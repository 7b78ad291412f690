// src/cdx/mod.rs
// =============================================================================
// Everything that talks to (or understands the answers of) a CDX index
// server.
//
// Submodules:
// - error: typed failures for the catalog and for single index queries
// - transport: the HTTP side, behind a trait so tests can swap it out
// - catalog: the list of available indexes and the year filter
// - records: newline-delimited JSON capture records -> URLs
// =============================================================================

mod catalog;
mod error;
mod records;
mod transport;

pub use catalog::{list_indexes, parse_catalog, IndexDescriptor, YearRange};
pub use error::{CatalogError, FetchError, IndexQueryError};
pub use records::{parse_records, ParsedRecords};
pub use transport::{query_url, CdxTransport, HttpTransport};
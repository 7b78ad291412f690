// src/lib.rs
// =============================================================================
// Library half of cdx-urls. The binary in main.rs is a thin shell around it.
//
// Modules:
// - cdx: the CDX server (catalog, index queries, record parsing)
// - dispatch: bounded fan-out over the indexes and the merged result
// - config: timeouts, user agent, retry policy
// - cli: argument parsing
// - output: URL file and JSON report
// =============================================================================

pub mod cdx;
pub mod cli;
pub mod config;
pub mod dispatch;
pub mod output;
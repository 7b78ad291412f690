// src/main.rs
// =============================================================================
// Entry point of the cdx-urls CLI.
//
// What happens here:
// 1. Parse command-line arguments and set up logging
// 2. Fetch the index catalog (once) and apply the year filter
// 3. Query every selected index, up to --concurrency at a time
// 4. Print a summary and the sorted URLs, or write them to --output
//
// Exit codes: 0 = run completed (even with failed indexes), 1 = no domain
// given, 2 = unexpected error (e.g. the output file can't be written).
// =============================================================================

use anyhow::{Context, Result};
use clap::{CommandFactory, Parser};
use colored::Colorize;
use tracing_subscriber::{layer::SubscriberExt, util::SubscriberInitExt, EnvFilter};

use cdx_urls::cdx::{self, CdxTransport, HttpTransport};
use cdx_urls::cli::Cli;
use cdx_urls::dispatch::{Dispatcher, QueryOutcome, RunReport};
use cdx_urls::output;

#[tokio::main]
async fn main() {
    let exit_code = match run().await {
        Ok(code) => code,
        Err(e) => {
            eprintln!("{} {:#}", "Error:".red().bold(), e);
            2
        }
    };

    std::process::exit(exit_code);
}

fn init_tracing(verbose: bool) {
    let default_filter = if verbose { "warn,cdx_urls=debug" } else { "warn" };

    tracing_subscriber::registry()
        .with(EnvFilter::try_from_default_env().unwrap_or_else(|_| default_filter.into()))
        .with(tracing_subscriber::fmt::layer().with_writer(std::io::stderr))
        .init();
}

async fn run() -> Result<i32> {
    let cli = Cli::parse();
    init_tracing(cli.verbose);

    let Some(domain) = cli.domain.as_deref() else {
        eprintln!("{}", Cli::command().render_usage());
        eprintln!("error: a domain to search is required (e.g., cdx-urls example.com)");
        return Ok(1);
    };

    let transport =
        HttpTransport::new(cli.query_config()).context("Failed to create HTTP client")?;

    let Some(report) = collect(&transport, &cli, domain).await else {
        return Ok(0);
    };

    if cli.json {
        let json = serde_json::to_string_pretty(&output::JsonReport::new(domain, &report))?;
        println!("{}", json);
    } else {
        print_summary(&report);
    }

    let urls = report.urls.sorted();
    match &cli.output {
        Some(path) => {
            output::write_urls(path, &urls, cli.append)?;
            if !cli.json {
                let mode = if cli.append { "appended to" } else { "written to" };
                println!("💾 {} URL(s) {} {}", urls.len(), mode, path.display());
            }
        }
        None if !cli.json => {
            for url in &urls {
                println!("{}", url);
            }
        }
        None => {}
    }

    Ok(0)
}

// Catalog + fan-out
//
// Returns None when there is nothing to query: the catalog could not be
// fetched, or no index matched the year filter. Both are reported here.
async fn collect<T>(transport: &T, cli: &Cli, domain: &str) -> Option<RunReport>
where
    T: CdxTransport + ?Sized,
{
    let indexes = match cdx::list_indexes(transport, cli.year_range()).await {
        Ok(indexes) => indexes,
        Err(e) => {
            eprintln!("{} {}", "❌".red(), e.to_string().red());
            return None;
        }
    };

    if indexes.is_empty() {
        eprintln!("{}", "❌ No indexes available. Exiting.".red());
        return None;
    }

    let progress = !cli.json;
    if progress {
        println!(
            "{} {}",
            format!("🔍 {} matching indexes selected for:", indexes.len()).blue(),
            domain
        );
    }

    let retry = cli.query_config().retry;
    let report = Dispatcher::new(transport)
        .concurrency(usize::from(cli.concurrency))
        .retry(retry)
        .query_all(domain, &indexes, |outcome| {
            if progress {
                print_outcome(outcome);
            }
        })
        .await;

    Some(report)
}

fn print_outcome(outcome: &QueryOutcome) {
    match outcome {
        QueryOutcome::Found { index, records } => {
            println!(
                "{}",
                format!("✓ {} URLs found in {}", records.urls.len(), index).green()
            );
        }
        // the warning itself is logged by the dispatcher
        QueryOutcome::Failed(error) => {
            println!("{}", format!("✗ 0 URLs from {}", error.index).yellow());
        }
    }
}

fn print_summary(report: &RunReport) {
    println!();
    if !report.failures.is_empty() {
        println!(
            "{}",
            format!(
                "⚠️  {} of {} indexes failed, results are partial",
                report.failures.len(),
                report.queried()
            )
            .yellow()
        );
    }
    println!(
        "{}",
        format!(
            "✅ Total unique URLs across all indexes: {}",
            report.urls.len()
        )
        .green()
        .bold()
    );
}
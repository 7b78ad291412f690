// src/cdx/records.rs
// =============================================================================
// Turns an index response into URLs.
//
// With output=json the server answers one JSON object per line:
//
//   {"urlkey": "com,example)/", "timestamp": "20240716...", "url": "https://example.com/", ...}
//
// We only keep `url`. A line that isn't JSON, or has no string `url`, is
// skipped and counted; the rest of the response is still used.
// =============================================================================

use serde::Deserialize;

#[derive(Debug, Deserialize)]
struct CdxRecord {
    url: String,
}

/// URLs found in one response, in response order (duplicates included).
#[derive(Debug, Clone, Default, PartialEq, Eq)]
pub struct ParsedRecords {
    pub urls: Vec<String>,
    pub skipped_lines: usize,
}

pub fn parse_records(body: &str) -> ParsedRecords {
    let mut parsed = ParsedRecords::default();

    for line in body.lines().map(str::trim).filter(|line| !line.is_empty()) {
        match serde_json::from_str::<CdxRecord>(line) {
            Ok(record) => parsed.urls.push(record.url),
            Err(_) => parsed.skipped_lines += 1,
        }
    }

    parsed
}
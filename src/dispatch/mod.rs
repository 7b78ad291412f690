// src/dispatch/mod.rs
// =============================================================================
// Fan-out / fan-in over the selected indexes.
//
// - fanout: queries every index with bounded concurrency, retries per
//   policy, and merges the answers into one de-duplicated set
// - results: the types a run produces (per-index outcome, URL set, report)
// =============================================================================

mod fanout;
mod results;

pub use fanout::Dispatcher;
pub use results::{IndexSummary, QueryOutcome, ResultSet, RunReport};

========================================================================

WHAT YOU ARE ASKED TO DO ▸
Restate the records word for word, leaving nothing out.

THE COMPLETED TASK ▸
repository 7b78ad291412f690
// src/cdx/mod.rs
// =============================================================================
// Everything that talks to (or understands the answers of) a CDX index
// server.
//
// Submodules:
// - error: typed failures for the catalog and for single index queries
// - transport: the HTTP side, behind a trait so tests can swap it out
// - catalog: the list of available indexes and the year filter
// - records: newline-delimited JSON capture records -> URLs
// =============================================================================

mod catalog;
mod error;
mod records;
mod transport;

pub use catalog::{list_indexes, parse_catalog, IndexDescriptor, YearRange};
pub use error::{CatalogError, FetchError, IndexQueryError};
pub use records::{parse_records, ParsedRecords};
pub use transport::{query_url, CdxTransport, HttpTransport};
repository 7b78ad291412f690
// src/lib.rs
// =============================================================================
// Library half of cdx-urls. The binary in main.rs is a thin shell around it.
//
// Modules:
// - cdx: the CDX server (catalog, index queries, record parsing)
// - dispatch: bounded fan-out over the indexes and the merged result
// - config: timeouts, user agent, retry policy
// - cli: argument parsing
// - output: URL file and JSON report
// =============================================================================

pub mod cdx;
pub mod cli;
pub mod config;
pub mod dispatch;
pub mod output;
repository 7b78ad291412f690
// src/main.rs
// =============================================================================
// Entry point of the cdx-urls CLI.
//
// What happens here:
// 1. Parse command-line arguments and set up logging
// 2. Fetch the index catalog (once) and apply the year filter
// 3. Query every selected index, up to --concurrency at a time
// 4. Print a summary and the sorted URLs, or write them to --output
//
// Exit codes: 0 = run completed (even with failed indexes), 1 = no domain
// given, 2 = unexpected error (e.g. the output file can't be written).
// =============================================================================

use anyhow::{Context, Result};
use clap::{CommandFactory, Parser};
use colored::Colorize;
use tracing_subscriber::{layer::SubscriberExt, util::SubscriberInitExt, EnvFilter};

use cdx_urls::cdx::{self, CdxTransport, HttpTransport};
use cdx_urls::cli::Cli;
use cdx_urls::dispatch::{Dispatcher, QueryOutcome, RunReport};
use cdx_urls::output;

#[tokio::main]
async fn main() {
    let exit_code = match run().await {
        Ok(code) => code,
        Err(e) => {
            eprintln!("{} {:#}", "Error:".red().bold(), e);
            2
        }
    };

    std::process::exit(exit_code);
}

fn init_tracing(verbose: bool) {
    let default_filter = if verbose { "warn,cdx_urls=debug" } else { "warn" };

    tracing_subscriber::registry()
        .with(EnvFilter::try_from_default_env().unwrap_or_else(|_| default_filter.into()))
        .with(tracing_subscriber::fmt::layer().with_writer(std::io::stderr))
        .init();
}

async fn run() -> Result<i32> {
    let cli = Cli::parse();
    init_tracing(cli.verbose);

    let Some(domain) = cli.domain.as_deref() else {
        eprintln!("{}", Cli::command().render_usage());
        eprintln!("error: a domain to search is required (e.g., cdx-urls example.com)");
        return Ok(1);
    };

    let transport =
        HttpTransport::new(cli.query_config()).context("Failed to create HTTP client")?;

    let Some(report) = collect(&transport, &cli, domain).await else {
        return Ok(0);
    };

    if cli.json {
        let json = serde_json::to_string_pretty(&output::JsonReport::new(domain, &report))?;
        println!("{}", json);
    } else {
        print_summary(&report);
    }

    let urls = report.urls.sorted();
    match &cli.output {
        Some(path) => {
            output::write_urls(path, &urls, cli.append)?;
            if !cli.json {
                let mode = if cli.append { "appended to" } else { "written to" };
                println!("💾 {} URL(s) {} {}", urls.len(), mode, path.display());
            }
        }
        None if !cli.json => {
            for url in &urls {
                println!("{}", url);
            }
        }
        None => {}
    }

    Ok(0)
}

// Catalog + fan-out
//
// Returns None when there is nothing to query: the catalog could not be
// fetched, or no index matched the year filter. Both are reported here.
async fn collect<T>(transport: &T, cli: &Cli, domain: &str) -> Option<RunReport>
where
    T: CdxTransport + ?Sized,
{
    let indexes = match cdx::list_indexes(transport, cli.year_range()).await {
        Ok(indexes) => indexes,
        Err(e) => {
            eprintln!("{} {}", "❌".red(), e.to_string().red());
            return None;
        }
    };

    if indexes.is_empty() {
        eprintln!("{}", "❌ No indexes available. Exiting.".red());
        return None;
    }

    let progress = !cli.json;
    if progress {
        println!(
            "{} {}",
            format!("🔍 {} matching indexes selected for:", indexes.len()).blue(),
            domain
        );
    }

    let retry = cli.query_config().retry;
    let report = Dispatcher::new(transport)
        .concurrency(usize::from(cli.concurrency))
        .retry(retry)
        .query_all(domain, &indexes, |outcome| {
            if progress {
                print_outcome(outcome);
            }
        })
        .await;

    Some(report)
}

fn print_outcome(outcome: &QueryOutcome) {
    match outcome {
        QueryOutcome::Found { index, records } => {
            println!(
                "{}",
                format!("✓ {} URLs found in {}", records.urls.len(), index).green()
            );
        }
        // the warning itself is logged by the dispatcher
        QueryOutcome::Failed(error) => {
            println!("{}", format!("✗ 0 URLs from {}", error.index).yellow());
        }
    }
}

fn print_summary(report: &RunReport) {
    println!();
    if !report.failures.is_empty() {
        println!(
            "{}",
            format!(
                "⚠️  {} of {} indexes failed, results are partial",
                report.failures.len(),
                report.queried()
            )
            .yellow()
        );
    }
    println!(
        "{}",
        format!(
            "✅ Total unique URLs across all indexes: {}",
            report.urls.len()
        )
        .green()
        .bold()
    );
}
repository 7b78ad291412f690
// src/cdx/records.rs
// =============================================================================
// Turns an index response into URLs.
//
// With output=json the server answers one JSON object per line:
//
//   {"urlkey": "com,example)/", "timestamp": "20240716...", "url": "https://example.com/", ...}
//
// We only keep `url`. A line that isn't JSON, or has no string `url`, is
// skipped and counted; the rest of the response is still used.
// =============================================================================

use serde::Deserialize;

#[derive(Debug, Deserialize)]
struct CdxRecord {
    url: String,
}

/// URLs found in one response, in response order (duplicates included).
#[derive(Debug, Clone, Default, PartialEq, Eq)]
pub struct ParsedRecords {
    pub urls: Vec<String>,
    pub skipped_lines: usize,
}

pub fn parse_records(body: &str) -> ParsedRecords {
    let mut parsed = ParsedRecords::default();

    for line in body.lines().map(str::trim).filter(|line| !line.is_empty()) {
        match serde_json::from_str::<CdxRecord>(line) {
            Ok(record) => parsed.urls.push(record.url),
            Err(_) => parsed.skipped_lines += 1,
        }
    }

    parsed
}
filename src/dispatch/mod.rs
repository 7b78ad291412f690
// src/dispatch/mod.rs
// =============================================================================
// Fan-out / fan-in over the selected indexes.
//
// - fanout: queries every index with bounded concurrency, retries per
//   policy, and merges the answers into one de-duplicated set
// - results: the types a run produces (per-index outcome, URL set, report)
// =============================================================================

mod fanout;
mod results;

pub use fanout::Dispatcher;
pub use results::{IndexSummary, QueryOutcome, ResultSet, RunReport};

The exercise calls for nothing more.